自分の考えによほど自信があるのだろうか。それとも……。
「その様子だと、まだ何かあるんですね。川崎君の事故と水島さんの件を結び付ける、何か他の根拠が」
考えられるのは、それだけだ。
「ええ、そうです。あります」
案の定、多恵子は言った。
「お聞きしましょうか」
慎也は居住まいを正した。
「実は、ここに来る前……正確にはお昼過ぎですが、玲奈は十波署の警官に事情聴取を受けているんです」
「事情聴取、ですか……」
わざわざ熱弁を振るうくらいだ。ただの聞き込み程度ではなかったのだろう。

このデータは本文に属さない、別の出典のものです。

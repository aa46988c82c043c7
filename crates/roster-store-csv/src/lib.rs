//! CSV backend for the Roster campaign store.
//!
//! One CSV file per campaign plus a line-oriented registry file, all in a
//! single data directory. File I/O goes through [`tokio::fs`] so the async
//! runtime is never blocked.

mod encode;
mod schema;
mod store;

pub mod error;

pub use error::{Error, Result};
pub use schema::{COLUMNS, EXTENSION, REGISTRY_FILE};
pub use store::CsvStore;

#[cfg(test)]
mod tests;
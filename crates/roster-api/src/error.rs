//! API error type and [`axum::response::IntoResponse`] implementation.

use axum::{
  Json,
  http::StatusCode,
  response::{IntoResponse, Response},
};
use roster_core::store::StoreError;
use serde_json::json;
use thiserror::Error;

/// An error returned by an API handler.
#[derive(Debug, Error)]
pub enum ApiError {
  #[error("not found: {0}")]
  NotFound(String),

  #[error("bad request: {0}")]
  BadRequest(String),

  #[error("conflict: {0}")]
  Conflict(String),

  #[error("precondition failed: {0}")]
  PreconditionFailed(String),

  #[error("store error: {0}")]
  Store(#[source] Box<dyn std::error::Error + Send + Sync>),
}

impl ApiError {
  /// Classify a backend error: validation failures keep their meaning,
  /// anything else is a storage fault.
  pub fn from_store<E: StoreError>(e: E) -> Self {
    match e.validation() {
      Some(v) => Self::from(v.clone()),
      None => Self::Store(Box::new(e)),
    }
  }
}

impl From<roster_core::Error> for ApiError {
  fn from(e: roster_core::Error) -> Self {
    use roster_core::Error as E;
    let message = e.to_string();
    match e {
      E::InvalidName(_) | E::MissingField(_) | E::InvalidStatus(_) => {
        Self::BadRequest(message)
      }
      E::UnknownCampaign(_) | E::NotFound(_) => Self::NotFound(message),
      E::DuplicateCampaign(_) | E::DuplicateKey(_) | E::LastCampaign(_) => {
        Self::Conflict(message)
      }
      E::VersionConflict { .. } => Self::PreconditionFailed(message),
    }
  }
}

impl IntoResponse for ApiError {
  fn into_response(self) -> Response {
    let (status, message) = match &self {
      ApiError::NotFound(m) => (StatusCode::NOT_FOUND, m.clone()),
      ApiError::BadRequest(m) => (StatusCode::BAD_REQUEST, m.clone()),
      ApiError::Conflict(m) => (StatusCode::CONFLICT, m.clone()),
      ApiError::PreconditionFailed(m) => (StatusCode::PRECONDITION_FAILED, m.clone()),
      ApiError::Store(e) => {
        tracing::error!(error = %e, "storage failure while handling request");
        (StatusCode::INTERNAL_SERVER_ERROR, e.to_string())
      }
    };
    (status, Json(json!({ "error": message }))).into_response()
  }
}
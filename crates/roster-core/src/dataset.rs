//! Mutations over a loaded campaign dataset.
//!
//! Each operation takes the dataset by value and returns the new one, so a
//! failed operation hands nothing back to be saved.

use crate::{
  Error, Result,
  record::{NewRecord, Record, Status, timestamp_now},
};

/// Whether any record carries `national_id`.
pub fn contains(records: &[Record], national_id: &str) -> bool {
  records.iter().any(|r| r.national_id == national_id)
}

/// Look up a record by key.
pub fn find<'a>(records: &'a [Record], national_id: &str) -> Option<&'a Record> {
  records.iter().find(|r| r.national_id == national_id)
}

/// Append a new record.
///
/// Inputs are trimmed; name, national id and phone are required. The new
/// record always starts as [`Status::Pending`] with an empty comment and a
/// fresh timestamp.
pub fn insert(
  mut records: Vec<Record>,
  new: impl Into<NewRecord>,
) -> Result<Vec<Record>> {
  let new = new.into();
  let name = required(&new.name, "name")?;
  let national_id = required(&new.national_id, "national_id")?;
  let phone = required(&new.phone, "phone")?;

  if contains(&records, &national_id) {
    return Err(Error::DuplicateKey(national_id));
  }

  records.push(Record {
    name,
    national_id,
    phone,
    phone2: new.phone2.trim().to_owned(),
    status: Status::Pending,
    comment: String::new(),
    last_updated: timestamp_now(),
  });
  Ok(records)
}

/// Set status and comment on the record(s) keyed by `national_id` and stamp
/// them with the current time. Identity fields are left untouched.
pub fn update(
  mut records: Vec<Record>,
  national_id: &str,
  status: Status,
  comment: &str,
) -> Result<Vec<Record>> {
  let national_id = national_id.trim();
  if !status.is_known() {
    return Err(Error::InvalidStatus(status.to_string()));
  }
  if !contains(&records, national_id) {
    return Err(Error::NotFound(national_id.to_owned()));
  }

  let now = timestamp_now();
  let comment = comment.trim();
  for record in records.iter_mut().filter(|r| r.national_id == national_id) {
    record.status = status.clone();
    record.comment = comment.to_owned();
    record.last_updated.clone_from(&now);
  }
  Ok(records)
}

/// Remove every record keyed by `national_id`.
pub fn delete(mut records: Vec<Record>, national_id: &str) -> Result<Vec<Record>> {
  let national_id = national_id.trim();
  if !contains(&records, national_id) {
    return Err(Error::NotFound(national_id.to_owned()));
  }
  records.retain(|r| r.national_id != national_id);
  Ok(records)
}

fn required(value: &str, field: &'static str) -> Result<String> {
  let value = value.trim();
  if value.is_empty() {
    return Err(Error::MissingField(field));
  }
  Ok(value.to_owned())
}
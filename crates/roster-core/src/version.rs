//! Content versions for campaign datasets.
//!
//! A version is a SHA-256 over the stored bytes of a dataset. Values that a
//! backend fills in while decoding never reach the hash, so reloading an
//! unchanged file always yields the same version.

use sha2::{Digest, Sha256};

/// Compute the version string (lowercase hex, unquoted) of stored content.
pub fn content_version(bytes: &[u8]) -> String {
  hex::encode(Sha256::digest(bytes))
}

/// Compare a caller-supplied version with the current one. `If-Match`
/// values may arrive with or without the surrounding quotes.
pub fn version_matches(expected: &str, actual: &str) -> bool {
  let expected = expected.trim().trim_matches('"');
  expected == "*" || expected == actual
}
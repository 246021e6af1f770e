//! Client for communicating with the projterm daemon.
//!
//! Provides the session API the UI surface layer consumes, backed by IPC to
//! the daemon.
//!
//! Control operations use a connection-per-request model: each request opens a
//! new Unix socket connection, sends the request, receives the response, then
//! closes. `attach` is the exception: its connection stays open and carries
//! the session's event stream; dropping it detaches the surface.

use std::io::{BufReader, BufWriter, Write};
use std::os::unix::net::UnixStream;
use std::path::PathBuf;
use std::process::{Command, Stdio};
use std::time::Duration;

use anyhow::{Context, Result};

use crate::daemon::protocol::{framing, Event, Request, Response};
use crate::project::TerminalStates;
use crate::session::SessionInfo;

/// Get the socket path for the daemon.
pub fn socket_path() -> PathBuf {
    let uid = nix::unistd::getuid();
    PathBuf::from(format!("/tmp/projterm-daemon-{}.sock", uid))
}

/// An attached session: the catch-up text plus the live event stream.
///
/// Dropping this closes the connection, which the daemon treats as a detach —
/// output buffers again until the next attach.
pub struct AttachedSession {
    /// Output accumulated while the session was detached. Render this before
    /// consuming live events so nothing is lost or duplicated.
    pub buffered: String,
    reader: BufReader<UnixStream>,
}

impl AttachedSession {
    /// Block for the next event. `None` when the daemon closes the stream
    /// (after an `Exited` frame, or on daemon shutdown).
    pub fn next_event(&mut self) -> Option<Event> {
        framing::read_message(&mut self.reader).ok()
    }
}

/// Client for communicating with the daemon.
pub struct DaemonClient {
    /// Cached socket path for efficiency
    sock_path: PathBuf,
}

impl DaemonClient {
    /// Connect to the daemon, starting it if necessary.
    pub fn connect() -> Result<Self> {
        let sock_path = socket_path();

        if Self::try_ping(&sock_path).is_ok() {
            return Ok(Self { sock_path });
        }

        Self::spawn_daemon()?;

        // Wait for daemon to start
        for _ in 0..50 {
            std::thread::sleep(Duration::from_millis(100));
            if Self::try_ping(&sock_path).is_ok() {
                return Ok(Self { sock_path });
            }
        }

        anyhow::bail!("Daemon failed to start after 5 seconds")
    }

    /// Try to ping the daemon at the given socket path.
    fn try_ping(sock_path: &PathBuf) -> Result<()> {
        let stream = UnixStream::connect(sock_path)?;
        stream.set_read_timeout(Some(Duration::from_secs(5)))?;
        stream.set_write_timeout(Some(Duration::from_secs(5)))?;

        let mut writer = BufWriter::new(&stream);
        framing::write_message(&mut writer, &Request::Ping)?;
        writer.flush()?;
        drop(writer);

        let mut reader = BufReader::new(&stream);
        let response: Response = framing::read_message(&mut reader)?;

        match response {
            Response::Pong => Ok(()),
            Response::Error { message } => anyhow::bail!("Ping failed: {}", message),
            _ => anyhow::bail!("Unexpected response to ping"),
        }
    }

    /// Spawn the daemon process.
    fn spawn_daemon() -> Result<()> {
        let daemon_path = std::env::current_exe()?
            .parent()
            .context("No parent directory for executable")?
            .join("projterm-daemon");

        Command::new(&daemon_path)
            .stdin(Stdio::null())
            .stdout(Stdio::null())
            .stderr(Stdio::null())
            .spawn()
            .with_context(|| format!("Failed to spawn daemon: {:?}", daemon_path))?;

        Ok(())
    }

    /// Send a request and receive a response (creates a new connection).
    fn request(&self, req: &Request) -> Result<Response> {
        let stream = UnixStream::connect(&self.sock_path)
            .context("Failed to connect to daemon - it may have stopped")?;
        stream.set_read_timeout(Some(Duration::from_secs(30)))?;
        stream.set_write_timeout(Some(Duration::from_secs(5)))?;

        let mut writer = BufWriter::new(&stream);
        framing::write_message(&mut writer, req)?;
        writer.flush()?;
        drop(writer);

        let mut reader = BufReader::new(&stream);
        let response: Response = framing::read_message(&mut reader)?;
        Ok(response)
    }

    /// Ping the daemon.
    pub fn ping(&self) -> Result<()> {
        match self.request(&Request::Ping)? {
            Response::Pong => Ok(()),
            Response::Error { message } => anyhow::bail!("Ping failed: {}", message),
            _ => anyhow::bail!("Unexpected response to ping"),
        }
    }

    /// Check if the daemon connection is still alive.
    pub fn is_connected(&self) -> bool {
        self.ping().is_ok()
    }

    /// Spawn a session; false means the shell could not be started.
    pub fn spawn_session(
        &self,
        session_id: &str,
        project_id: &str,
        working_dir: &str,
    ) -> Result<bool> {
        let req = Request::Spawn {
            session_id: session_id.to_string(),
            project_id: project_id.to_string(),
            working_dir: working_dir.to_string(),
        };

        match self.request(&req)? {
            Response::Spawned { ok } => Ok(ok),
            Response::Error { message } => anyhow::bail!("Spawn failed: {}", message),
            _ => anyhow::bail!("Unexpected response to spawn"),
        }
    }

    /// Check whether a live process exists for the session id.
    pub fn session_exists(&self, session_id: &str) -> Result<bool> {
        let req = Request::Exists {
            session_id: session_id.to_string(),
        };

        match self.request(&req)? {
            Response::Exists { exists } => Ok(exists),
            Response::Error { message } => anyhow::bail!("Exists check failed: {}", message),
            _ => anyhow::bail!("Unexpected response to exists"),
        }
    }

    /// Attach to a session: returns the buffered catch-up output and the live
    /// event stream, or `None` if no session is live under the id.
    pub fn attach(&self, session_id: &str) -> Result<Option<AttachedSession>> {
        let stream = UnixStream::connect(&self.sock_path)
            .context("Failed to connect to daemon - it may have stopped")?;
        // The event stream blocks indefinitely between events.
        stream.set_read_timeout(None)?;
        stream.set_write_timeout(Some(Duration::from_secs(5)))?;

        let req = Request::Attach {
            session_id: session_id.to_string(),
        };
        let mut writer = BufWriter::new(stream.try_clone()?);
        framing::write_message(&mut writer, &req)?;
        drop(writer);

        let mut reader = BufReader::new(stream);
        let response: Response = framing::read_message(&mut reader)?;
        match response {
            Response::Attached { buffered: None } => Ok(None),
            Response::Attached {
                buffered: Some(buffered),
            } => Ok(Some(AttachedSession { buffered, reader })),
            Response::Error { message } => anyhow::bail!("Attach failed: {}", message),
            _ => anyhow::bail!("Unexpected response to attach"),
        }
    }

    /// Detach the surface from a session without closing it.
    pub fn detach(&self, session_id: &str) -> Result<()> {
        let req = Request::Detach {
            session_id: session_id.to_string(),
        };

        match self.request(&req)? {
            Response::Detached => Ok(()),
            Response::Error { message } => anyhow::bail!("Detach failed: {}", message),
            _ => anyhow::bail!("Unexpected response to detach"),
        }
    }

    /// Write input to a session.
    pub fn write_to_session(&self, session_id: &str, data: &[u8]) -> Result<()> {
        let req = Request::Write {
            session_id: session_id.to_string(),
            data: data.to_vec(),
        };

        match self.request(&req)? {
            Response::WriteAck => Ok(()),
            Response::Error { message } => anyhow::bail!("Write failed: {}", message),
            _ => anyhow::bail!("Unexpected response to write"),
        }
    }

    /// Resize a session.
    pub fn resize_session(&self, session_id: &str, cols: u16, rows: u16) -> Result<()> {
        let req = Request::Resize {
            session_id: session_id.to_string(),
            cols,
            rows,
        };

        match self.request(&req)? {
            Response::Resized => Ok(()),
            Response::Error { message } => anyhow::bail!("Resize failed: {}", message),
            _ => anyhow::bail!("Unexpected response to resize"),
        }
    }

    /// Terminate a session.
    pub fn kill_session(&self, session_id: &str) -> Result<()> {
        let req = Request::Kill {
            session_id: session_id.to_string(),
        };

        match self.request(&req)? {
            Response::Killed => Ok(()),
            Response::Error { message } => anyhow::bail!("Kill failed: {}", message),
            _ => anyhow::bail!("Unexpected response to kill"),
        }
    }

    /// Terminate every session owned by a project.
    pub fn kill_project(&self, project_id: &str) -> Result<()> {
        let req = Request::KillProject {
            project_id: project_id.to_string(),
        };

        match self.request(&req)? {
            Response::ProjectKilled => Ok(()),
            Response::Error { message } => anyhow::bail!("Kill project failed: {}", message),
            _ => anyhow::bail!("Unexpected response to kill project"),
        }
    }

    /// List all live sessions.
    pub fn list_sessions(&self) -> Result<Vec<SessionInfo>> {
        match self.request(&Request::ListSessions)? {
            Response::SessionList { sessions } => Ok(sessions),
            Response::Error { message } => anyhow::bail!("List sessions failed: {}", message),
            _ => anyhow::bail!("Unexpected response to list sessions"),
        }
    }

    /// Read the persisted project terminal state mapping.
    pub fn load_terminal_states(&self) -> Result<TerminalStates> {
        match self.request(&Request::LoadTerminalStates)? {
            Response::TerminalStates { states } => Ok(states),
            Response::Error { message } => anyhow::bail!("Load states failed: {}", message),
            _ => anyhow::bail!("Unexpected response to load states"),
        }
    }

    /// Replace the persisted project terminal state mapping (debounced on the
    /// daemon side).
    pub fn save_terminal_states(&self, states: &TerminalStates) -> Result<()> {
        let req = Request::SaveTerminalStates {
            states: states.clone(),
        };

        match self.request(&req)? {
            Response::StatesSaved => Ok(()),
            Response::Error { message } => anyhow::bail!("Save states failed: {}", message),
            _ => anyhow::bail!("Unexpected response to save states"),
        }
    }

    /// Shutdown the daemon.
    pub fn shutdown(&self) -> Result<()> {
        match self.request(&Request::Shutdown)? {
            Response::ShuttingDown => Ok(()),
            Response::Error { message } => anyhow::bail!("Shutdown failed: {}", message),
            _ => anyhow::bail!("Unexpected response to shutdown"),
        }
    }
}

/// Check if the daemon is running.
pub fn is_daemon_running() -> bool {
    DaemonClient::try_ping(&socket_path()).is_ok()
}

/// Stop the daemon if running.
pub fn stop_daemon() -> Result<()> {
    if is_daemon_running() {
        let client = DaemonClient {
            sock_path: socket_path(),
        };
        client.shutdown()?;
    }
    Ok(())
}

聴く価値はありそうだ。
「詳しく話してもらえますか」
「それは、私からお話します」
黙っていた玲奈が、口を開いた。
「どうも警察は、私のことを疑っているらしいんです」
「……疑う? 川崎君の事故のことで、あなたをですか?」
「……はい。実は昨夜、私は秋彦さんと大喧嘩をしているんです」
玲奈は、膝の上で二つの手をぎゅっと握りあわせた。
辛そうに目を伏せて、視線を目の前のカップの辺りに固定する。
何かを思いつめているような。
そんな玲奈の様子に、
「喧嘩の理由は……訊かない方が良さそうですね」
慎也は、秋彦との諍いの理由を訊ねるのを止めにしようとする。
けれど。「いいえ、お話します」と、玲奈は慎也の気遣いに首を横に振った。
「警察の方には、お話しましたから……」
おそらく、警察はかなり強引に訊き出したのだろう。元警官として、慎也は申し訳ない気持ちになった。
「私が中学生の時でした……」
玲奈は、ゆっくりと言葉を吐き出した。
よほど辛いことを語ろうとしているのだろう。その声は少し震えている。
玲奈が語った内容は、なるほど……器量の良い人間ならではエピソードだった。